= Supplied material =
================

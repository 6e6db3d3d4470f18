use axum::{extract::{Path, State}, http::StatusCode, response::IntoResponse, Json};
use crate::state::AppState;
use crate::api::dtos::requests::{CreateCategoryRequest, UpdateCategoryRequest};
use crate::domain::models::category::Category;
use crate::error::AppError;
use std::sync::Arc;
use tracing::info;

/// Listing includes the per-category product count computed by the store.
pub async fn list_categories(
    State(state): State<Arc<AppState>>,
) -> Result<impl IntoResponse, AppError> {
    let categories = state.category_repo.list_with_counts().await?;
    Ok(Json(categories))
}

pub async fn create_category(
    State(state): State<Arc<AppState>>,
    Json(payload): Json<CreateCategoryRequest>,
) -> Result<impl IntoResponse, AppError> {
    let category = Category::new(payload.name, payload.description);
    let created = state.category_repo.create(&category).await?;

    info!("Created category: {}", created.id);
    Ok((StatusCode::CREATED, "Categoría creada"))
}

pub async fn update_category(
    State(state): State<Arc<AppState>>,
    Path(id): Path<String>,
    Json(payload): Json<UpdateCategoryRequest>,
) -> Result<impl IntoResponse, AppError> {
    let mut category = state.category_repo.find_by_id(&id).await?
        .ok_or(AppError::NotFound("Categoría no encontrada".into()))?;

    // A rename silently orphans products still carrying the old name;
    // the association is by name string, not by id.
    if let Some(val) = payload.name { category.name = val; }
    if let Some(val) = payload.description { category.description = val; }

    state.category_repo.update(&category).await?;
    info!("Updated category: {}", id);
    Ok("Categoría actualizada")
}

pub async fn delete_category(
    State(state): State<Arc<AppState>>,
    Path(id): Path<String>,
) -> Result<impl IntoResponse, AppError> {
    if !state.category_repo.delete(&id).await? {
        return Err(AppError::NotFound("Categoría no encontrada".into()));
    }

    info!("Deleted category: {}", id);
    Ok("Categoría eliminada")
}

================

= Exercise brief =
Give back the entries above exactly as they are, from their first line through the line that contains "use crate::domain::models::category::Category;", both included, with nothing else.

= Problem solution =
repository 6e6db3d3d4470f18
use axum::{extract::{Path, State}, http::StatusCode, response::IntoResponse, Json};
use crate::state::AppState;
use crate::api::dtos::requests::{CreateCategoryRequest, UpdateCategoryRequest};
use crate::domain::models::category::Category;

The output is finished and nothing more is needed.